2 Materials and methods
2.1 Study subjects and sample collection
This study was conducted at Zhejiang Cancer Hospital, China. In the first step, we recruited 15 patients with a confirmed diagnosis of lung adenocarcinoma who underwent surgical treatment between July 2015 and July 2016. A total of 15 cancer (40 mg) and 15 para-carcinoma (40 mg) tissues were obtained from the participating patients during the surgical intervention. In the second step, 150 cancer (40 mg) and 150 normal lung tissue (40 mg) samples, which were obtained from 150 patients with lung adenocarcinoma who underwent surgical treatment in the same time period, were enrolled from the Zhejiang Cancer Hospital biological sample bank, and to validate what we found in the first step. All patients in this study were not received any antitumor therapy before surgery (including chemotherapy, radiotherapy, targeted therapy, immunotherapy, etc). All tissue samples were kept at −80°C until further analysis. This study followed the guidelines of the Helsinki declaration, and the protocols were approved by the Medical Ethics Committee of Zhejiang Cancer Hospital. Detailed information was provided to all study subjects, and a written consent was obtained from each participant before the commencement of the study.
2.2 Quantitative reverse transcription–polymerase chain reaction (qRT-PCR)
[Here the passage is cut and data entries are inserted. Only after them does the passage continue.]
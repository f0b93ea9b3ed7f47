use std::sync::Arc;

use anyhow::{Context, Result};
use chat_relay::config::{Cli, RelayConfig};
use chat_relay::hub::HubConfig;
use chat_relay::node::ChatNode;
use chat_relay::reporter::{HttpLoadReporter, LoadReporter, NoopLoadReporter, RouterClient};
use chat_relay::routes;
use chat_relay::state::AppState;
use chat_relay::store::{MessageStore, SqliteMessageStore};
use chat_relay::telemetry::Telemetry;
use clap::Parser;
use metrics_exporter_prometheus::PrometheusHandle;
use tokio::signal;
use tracing::{error, info};
use transport_bus::{Bus, RedisBus};

#[tokio::main]
async fn main() -> Result<()> {
    let config = RelayConfig::try_from(Cli::parse())?;
    let telemetry = Telemetry::init(&config.telemetry)?;

    info!(
        listen_addr = %config.listen_addr,
        public_address = %config.public_address,
        redis_url = %config.redis_url,
        router_url = config.router_url.as_deref().unwrap_or("-"),
        "starting chat-relay"
    );

    run(config, telemetry.metrics_handle()).await
}

async fn run(config: RelayConfig, metrics: PrometheusHandle) -> Result<()> {
    let store: Arc<dyn MessageStore> = Arc::new(
        SqliteMessageStore::connect(&config.database_url)
            .await
            .context("failed to open message store")?,
    );
    let bus: Arc<dyn Bus> = Arc::new(
        RedisBus::connect(&config.redis_url)
            .await
            .context("failed to connect to redis")?,
    );

    let (reporter, reporter_task) = match &config.router_url {
        Some(url) => {
            let client = RouterClient::new(url.clone());
            client
                .register_with_retry(
                    &config.public_address,
                    config.register_attempts,
                    config.register_backoff,
                )
                .await
                .context("failed to register with router")?;
            let (reporter, task) = HttpLoadReporter::spawn(client, config.public_address.clone());
            let reporter: Arc<dyn LoadReporter> = reporter;
            (reporter, Some(task))
        }
        None => {
            info!("no router configured; load reports disabled");
            let reporter: Arc<dyn LoadReporter> = Arc::new(NoopLoadReporter);
            (reporter, None)
        }
    };

    let (node, tasks) = ChatNode::start(
        config.public_address.clone(),
        bus,
        config.bus_channel.clone(),
        store,
        reporter,
        HubConfig::default(),
    )
    .await
    .context("failed to start bus bridge")?;

    let bridge_abort = tasks.bridge.abort_handle();
    let bridge_watch = tasks.bridge;
    let bridge_monitor = tokio::spawn(async move {
        match bridge_watch.await {
            Ok(reason) => error!(error = %reason, "serving local clients only"),
            Err(err) if err.is_cancelled() => {}
            Err(err) => error!(error = %err, "bus bridge task panicked"),
        }
    });

    let state = AppState::with_metrics(node, config.session.clone(), metrics);
    let app = routes::router(state);

    let listener = tokio::net::TcpListener::bind(config.listen_addr)
        .await
        .context("failed to bind listener")?;
    info!("chat-relay listening on {}", config.listen_addr);

    axum::serve(listener, app)
        .with_graceful_shutdown(shutdown_signal())
        .await
        .context("server shutdown with error")?;

    info!(
        grace_seconds = config.shutdown_grace.as_secs(),
        "shutdown signal received; sleeping for graceful period"
    );
    bridge_abort.abort();
    bridge_monitor.abort();
    tasks.dispatch.abort();
    if let Some(task) = reporter_task {
        task.abort();
    }
    tokio::time::sleep(config.shutdown_grace).await;
    info!("graceful shutdown complete");

    Ok(())
}

async fn shutdown_signal() {
    let _ = signal::ctrl_c().await;
}
use std::sync::Arc;
use std::time::Duration;

use axum::body::{self, Body};
use axum::http::{Request, StatusCode};
use axum::Router;
use chat_core::ChatMessage;
use chat_relay::hub::HubConfig;
use chat_relay::node::ChatNode;
use chat_relay::reporter::NoopLoadReporter;
use chat_relay::routes;
use chat_relay::session::SessionConfig;
use chat_relay::state::AppState;
use chat_relay::store::{MessageStore, SqliteMessageStore};
use serde_json::Value;
use tower::util::ServiceExt;
use transport_bus::LocalBus;

type TestResult = Result<(), Box<dyn std::error::Error>>;

struct Harness {
    app: Router,
    node: ChatNode,
    bus: Arc<LocalBus>,
}

async fn harness() -> Result<Harness, Box<dyn std::error::Error>> {
    let bus = Arc::new(LocalBus::new());
    let store = Arc::new(SqliteMessageStore::in_memory().await?);
    let (node, _tasks) = ChatNode::start(
        "ws://relay:8080",
        bus.clone(),
        "chat-messages",
        store,
        Arc::new(NoopLoadReporter),
        HubConfig::default(),
    )
    .await?;
    let app = routes::router(AppState::new(node.clone(), SessionConfig::default()));
    Ok(Harness { app, node, bus })
}

async fn get(app: &Router, uri: &str) -> Result<axum::response::Response, Box<dyn std::error::Error>> {
    let request = Request::builder().uri(uri).body(Body::empty())?;
    Ok(app.clone().oneshot(request).await?)
}

async fn read_json(response: axum::response::Response) -> Result<Value, Box<dyn std::error::Error>> {
    let bytes = body::to_bytes(response.into_body(), 256 * 1024).await?;
    Ok(serde_json::from_slice(&bytes)?)
}

#[tokio::test]
async fn ws_without_username_is_rejected() -> TestResult {
    let h = harness().await?;

    for uri in ["/ws", "/ws?username="] {
        let response = get(&h.app, uri).await?;
        assert_eq!(response.status(), StatusCode::BAD_REQUEST, "{uri}");
        let json = read_json(response).await?;
        assert_eq!(json["error"], "bad_request");
    }
    Ok(())
}

#[tokio::test]
async fn ws_with_username_but_no_upgrade_is_not_a_session() -> TestResult {
    let h = harness().await?;

    let response = get(&h.app, "/ws?username=alice").await?;

    assert!(response.status().is_client_error());
    assert_eq!(h.node.hub().current_load(), 0);
    Ok(())
}

#[tokio::test]
async fn whitespace_username_passes_name_check() -> TestResult {
    let h = harness().await?;

    // Only the missing upgrade headers stop this request, not the name.
    let response = get(&h.app, "/ws?username=%20%20").await?;

    assert_ne!(response.status(), StatusCode::BAD_REQUEST);
    assert!(response.status().is_client_error());
    Ok(())
}

#[tokio::test]
async fn history_is_oldest_first_and_limited() -> TestResult {
    let h = harness().await?;
    for n in 1..=4 {
        h.node
            .store()
            .save(ChatMessage::new("alice", format!("m{n}"), "ws://relay:8080"))
            .await?;
    }

    let response = get(&h.app, "/history?limit=3").await?;
    assert_eq!(response.status(), StatusCode::OK);
    let json = read_json(response).await?;
    let contents: Vec<&str> = json
        .as_array()
        .ok_or("history is not an array")?
        .iter()
        .filter_map(|entry| entry["content"].as_str())
        .collect();
    assert_eq!(contents, ["m2", "m3", "m4"]);
    assert_eq!(json[0]["username"], "alice");
    assert_eq!(json[0]["id"], 2);

    let json = read_json(get(&h.app, "/history").await?).await?;
    assert_eq!(json.as_array().map(Vec::len), Some(4));
    Ok(())
}

#[tokio::test]
async fn history_rejects_bad_limit() -> TestResult {
    let h = harness().await?;

    let response = get(&h.app, "/history?limit=-1").await?;

    assert_eq!(response.status(), StatusCode::BAD_REQUEST);
    Ok(())
}

#[tokio::test]
async fn health_degrades_when_bus_is_lost() -> TestResult {
    let h = harness().await?;

    let response = get(&h.app, "/healthz").await?;
    assert_eq!(response.status(), StatusCode::OK);
    let json = read_json(response).await?;
    assert_eq!(json["status"], "ok");
    assert_eq!(json["address"], "ws://relay:8080");
    assert_eq!(json["load"], 0);

    h.bus.sever();
    tokio::time::timeout(Duration::from_secs(5), async {
        while h.node.bridge().is_up() {
            tokio::time::sleep(Duration::from_millis(5)).await;
        }
    })
    .await?;

    let response = get(&h.app, "/healthz").await?;
    assert_eq!(response.status(), StatusCode::SERVICE_UNAVAILABLE);
    let json = read_json(response).await?;
    assert_eq!(json["status"], "degraded");
    Ok(())
}

#[tokio::test]
async fn stats_and_metrics_respond() -> TestResult {
    let h = harness().await?;

    let json = read_json(get(&h.app, "/debug/stats").await?).await?;
    assert_eq!(json["active_sessions"], 0);
    assert_eq!(json["bridge_up"], true);

    let response = get(&h.app, "/metrics").await?;
    assert_eq!(response.status(), StatusCode::OK);
    Ok(())
}
//! Wire types shared by the chat relay processes and the routing registry.

pub mod message;
pub mod routing;

pub use message::{ChatMessage, FrameError, InboundFrame};
pub use routing::LoadReport;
Total ribonucleic acid (RNA) (1 μg) was isolated from the tumors and adjacent nontumorous tissues at the first step, and tumors and lung tissues at the second step using TRIzol reagent (Invitrogen, USA), according to the manufacturer's instructions, and then reverse transcribed using a Transcriptor First Strand cDNA Synthesis Kit (Roche, Switzerland) with DnaseI (RNase-free, Fermentas, USA). qRT-PCR was conducted using qPCR with a SYBR Premix EX Taq kit (Takara, China) and the StepOnePlus Real-Time PCR System (ABI, USA). The reverse transcription of RNA and PCR of cDNA were combined to measure the mRNA expression of XXYLT1. The primers for XXYLT1 were designed by the EpiDesigner website (http://www.epidesigner.com/) as follows: forward, 5′-TGCTGTGCTGACGGATAAG-3′ and reverse, 5′-CTGGCAGGAAA- CTGTCAAAT-3′. For glyceraldehyde 3-phosphate dehydrogenase (GAPDH), the forward and reverse primers were 5′-GGAGTCCACTGGCGTCTTC-3′ and 5′-GCTGATGATCTTGAGGCTGTTG-3′, respectively. The reaction conditions for the PCR were 95°C for 2 minutes followed by 40 cycles at 95°C for 15 seconds, 58 °C for 20 seconds, and 72°C for 20 seconds. Finally, a cycle at 72°C for 5 minutes was performed. The level of mRNA was analyzed using a gel imaging system (Bio-Rad Gel Doc 2000, USA). The data were analyzed using the 2-ΔΔCT gene quantification method. All the assays reported in this study were repeated 3 times.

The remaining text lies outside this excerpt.